One of the most famous mysteries of the 20th century surrounds the disappearance of Amelia Earhart on her quest to circle the globe in 1937. A female aviation pioneer, she was the first woman to fly solo non-stop across the Atlantic ocean, for which she received the Distinguished Flying Cross, a Congressional medal.
Ever since Earhart’s circumnavigation was cut short 75 years ago, there has been much speculation around the circumstances of her disappearance and death. This week, new evidence has emerged suggesting Earhart, along with navigator Fred Noonan, spent her final days subsisting on fish, mollusks and seabirds on a remote and uninhabited Japanese coral atoll.
From the Christian Science Monitor: “(TIGHAR), a non-profit foundation promoting aviation archaeology and historic aircraft preservation, reported new details Friday leading researchers to this conclusion: Earhart and Noonan, low on fuel and unable to find their next scheduled stopping point – Howland Island – radioed their position, then landed on a reef at uninhabited Gardner Island, a small coral atoll now known as Nikumaroro Island.”
According to the same article, researchers from TIGHAR will return to the site next month and use submersibles to search for remnants of Earhart’s plane.

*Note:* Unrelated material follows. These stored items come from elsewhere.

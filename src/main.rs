//! Strictly XO - terminal front end
//!
//! Reads moves from stdin as `row,col` and draws the board after each one.

#![warn(missing_docs)]

mod cli;

use anyhow::{Context, Result};
use clap::Parser;
use cli::Cli;
use std::io::BufRead;
use strictly_xo::{BoardSnapshot, GameConfig, GameOutcome, Marks, Phase, Presenter, Session};
use tracing::{debug, error, info, warn};
use tracing_subscriber::EnvFilter;

/// Draws the grid as text on stdout.
struct TextPresenter {
    marks: Marks,
}

impl Presenter for TextPresenter {
    fn render(&mut self, snapshot: &BoardSnapshot) {
        println!();
        print!("{}", snapshot.render(&self.marks));
        if *snapshot.phase() == Phase::InProgress {
            let player = snapshot.current_player();
            println!(
                "{} ({}) to move, {} in a row wins:",
                player,
                self.marks.symbol((*player).into()),
                snapshot.win_length()
            );
        }
    }

    fn announce(&mut self, outcome: GameOutcome) {
        println!("{}", outcome);
    }
}

/// Writes snapshots and outcomes as JSON lines on stdout.
struct JsonPresenter;

impl Presenter for JsonPresenter {
    fn render(&mut self, snapshot: &BoardSnapshot) {
        match serde_json::to_string(snapshot) {
            Ok(line) => println!("{}", line),
            Err(e) => error!(error = %e, "Failed to serialize snapshot"),
        }
    }

    fn announce(&mut self, outcome: GameOutcome) {
        match serde_json::to_string(&outcome) {
            Ok(line) => println!("{}", line),
            Err(e) => error!(error = %e, "Failed to serialize outcome"),
        }
    }
}

/// A line of user input.
#[derive(Debug, PartialEq, Eq)]
enum Input {
    Quit,
    Help,
    Start(Option<usize>),
    Select(usize, usize),
    Unknown,
}

impl Input {
    fn parse(line: &str) -> Self {
        let line = line.trim();
        let mut words = line.split_whitespace();
        match words.next() {
            Some("q" | "quit" | "exit") => Input::Quit,
            Some("h" | "help" | "?") => Input::Help,
            Some("new" | "start") => match words.next() {
                None => Input::Start(None),
                Some(size) => size
                    .parse()
                    .map(|size| Input::Start(Some(size)))
                    .unwrap_or(Input::Unknown),
            },
            _ => strictly_xo::Position::parse(line)
                .map(|pos| Input::Select(pos.row, pos.col))
                .unwrap_or(Input::Unknown),
        }
    }
}

const HELP: &str = "Commands:\n  <row>,<col>   claim a cell (zero-based)\n  new [size]    start a new game\n  quit          leave";

fn main() -> Result<()> {
    tracing_subscriber::fmt()
        .with_writer(std::io::stderr)
        .with_env_filter(
            EnvFilter::try_from_default_env().unwrap_or_else(|_| EnvFilter::new("warn")),
        )
        .init();

    let cli = Cli::parse();

    let mut config = GameConfig::load_or_default(&cli.config)
        .with_context(|| format!("Loading {}", cli.config.display()))?;
    if let Some(size) = cli.size {
        config = config.with_size(size);
    }
    let auto_restart = *config.auto_restart() && !cli.no_restart;

    info!(size = config.size(), json = cli.json, auto_restart, "Starting session");

    if cli.json {
        let session = Session::new(*config.size(), JsonPresenter).with_auto_restart(auto_restart);
        run(session, false)
    } else {
        println!("{}", HELP);
        let presenter = TextPresenter {
            marks: config.marks(),
        };
        let session = Session::new(*config.size(), presenter).with_auto_restart(auto_restart);
        run(session, true)
    }
}

/// Feeds stdin lines into the session until EOF or `quit`.
fn run<P: Presenter>(mut session: Session<P>, chatty: bool) -> Result<()> {
    let stdin = std::io::stdin();
    for line in stdin.lock().lines() {
        let line = line.context("Reading stdin")?;
        match Input::parse(&line) {
            Input::Quit => break,
            Input::Help => println!("{}", HELP),
            Input::Start(size) => {
                let size = size.unwrap_or_else(|| session.engine().size());
                session.on_start_requested(size);
            }
            Input::Select(row, col) => match session.on_cell_selected(row, col) {
                Ok(outcome) => debug!(?outcome, "Turn applied"),
                Err(e) => {
                    warn!(error = %e, "Turn rejected");
                    if chatty {
                        println!("{}", e);
                    }
                }
            },
            Input::Unknown => {
                if chatty {
                    println!("Unrecognized input {:?}. Type `help` for commands.", line.trim());
                }
            }
        }
    }
    Ok(())
}

#[cfg(test)]
mod tests {
    use super::*;

    #[test]
    fn test_parse_input() {
        assert_eq!(Input::parse("quit"), Input::Quit);
        assert_eq!(Input::parse(" 1,2 "), Input::Select(1, 2));
        assert_eq!(Input::parse("2 0"), Input::Select(2, 0));
        assert_eq!(Input::parse("new"), Input::Start(None));
        assert_eq!(Input::parse("new 6"), Input::Start(Some(6)));
        assert_eq!(Input::parse("new big"), Input::Unknown);
        assert_eq!(Input::parse("hello"), Input::Unknown);
    }
}
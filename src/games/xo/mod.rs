//! Grid tic-tac-toe: N×N board, K-in-a-row wins.

mod action;
mod board;
mod contracts;
mod game;
pub mod invariants;
mod phases;
pub mod rules;
mod snapshot;
mod types;

pub use action::{Move, MoveError};
pub use board::{Board, Direction, Line, MAX_SIZE, MIN_SIZE};
pub use contracts::{CellIsUnclaimed, Contract, GameInProgress, LegalTurn, PlayersTurn, TurnContract};
pub use game::GameEngine;
pub use phases::{GameOutcome, Phase};
pub use rules::{Run, WinningRun, win_length};
pub use snapshot::{BoardSnapshot, CellView, Marks};
pub use types::{Owner, Player, Position};
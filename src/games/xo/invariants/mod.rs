//! First-class invariants for grid tic-tac-toe.
//!
//! Invariants are logical properties that must hold throughout game execution.
//! They are testable independently and serve as documentation of system guarantees.

/// A logical property that must hold for a given state.
///
/// Invariants express system guarantees that should never be violated.
/// They are checked in debug builds and can be tested independently.
pub trait Invariant<S> {
    /// Checks if the invariant holds for the given state.
    fn holds(state: &S) -> bool;

    /// Human-readable description of the invariant.
    fn description() -> &'static str;
}

/// Violation of an invariant.
#[derive(Debug, Clone, PartialEq, Eq, derive_new::new)]
pub struct InvariantViolation {
    /// Description of the violated invariant.
    #[new(into)]
    pub description: String,
}

/// A set of invariants that can be checked together.
///
/// Implementations are provided for tuples.
pub trait InvariantSet<S> {
    /// Checks all invariants in the set.
    ///
    /// Returns Ok(()) if all invariants hold, or Err with a list of
    /// violations if any invariant fails.
    fn check_all(state: &S) -> Result<(), Vec<InvariantViolation>>;
}

fn collect<S, I: Invariant<S>>(state: &S, violations: &mut Vec<InvariantViolation>) {
    if !I::holds(state) {
        violations.push(InvariantViolation::new(I::description()));
    }
}

fn finish(violations: Vec<InvariantViolation>) -> Result<(), Vec<InvariantViolation>> {
    if violations.is_empty() {
        Ok(())
    } else {
        Err(violations)
    }
}

impl<S, I1, I2, I3> InvariantSet<S> for (I1, I2, I3)
where
    I1: Invariant<S>,
    I2: Invariant<S>,
    I3: Invariant<S>,
{
    fn check_all(state: &S) -> Result<(), Vec<InvariantViolation>> {
        let mut violations = Vec::new();
        collect::<S, I1>(state, &mut violations);
        collect::<S, I2>(state, &mut violations);
        collect::<S, I3>(state, &mut violations);
        finish(violations)
    }
}

impl<S, I1, I2> InvariantSet<S> for (I1, I2)
where
    I1: Invariant<S>,
    I2: Invariant<S>,
{
    fn check_all(state: &S) -> Result<(), Vec<InvariantViolation>> {
        let mut violations = Vec::new();
        collect::<S, I1>(state, &mut violations);
        collect::<S, I2>(state, &mut violations);
        finish(violations)
    }
}

pub mod alternating_turn;
pub mod history_consistent;
pub mod monotonic_board;

pub use alternating_turn::AlternatingTurnInvariant;
pub use history_consistent::HistoryConsistentInvariant;
pub use monotonic_board::MonotonicBoardInvariant;

/// All engine invariants as a composable set.
pub type EngineInvariants = (
    MonotonicBoardInvariant,
    AlternatingTurnInvariant,
    HistoryConsistentInvariant,
);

As well as being historically relevant, and adding a final chapter to one of the most fascinating American stories of the 20th century, the revelation that Earhart’s plane didn’t simply vanish (despite what innumerable conspiracy theorists say) serves as a potent reminder that it’s far easier to put forth an outlandish theory, than it is to actually prove what happened. Conspiracy theories may be provocative, but they are rarely even close to accurate.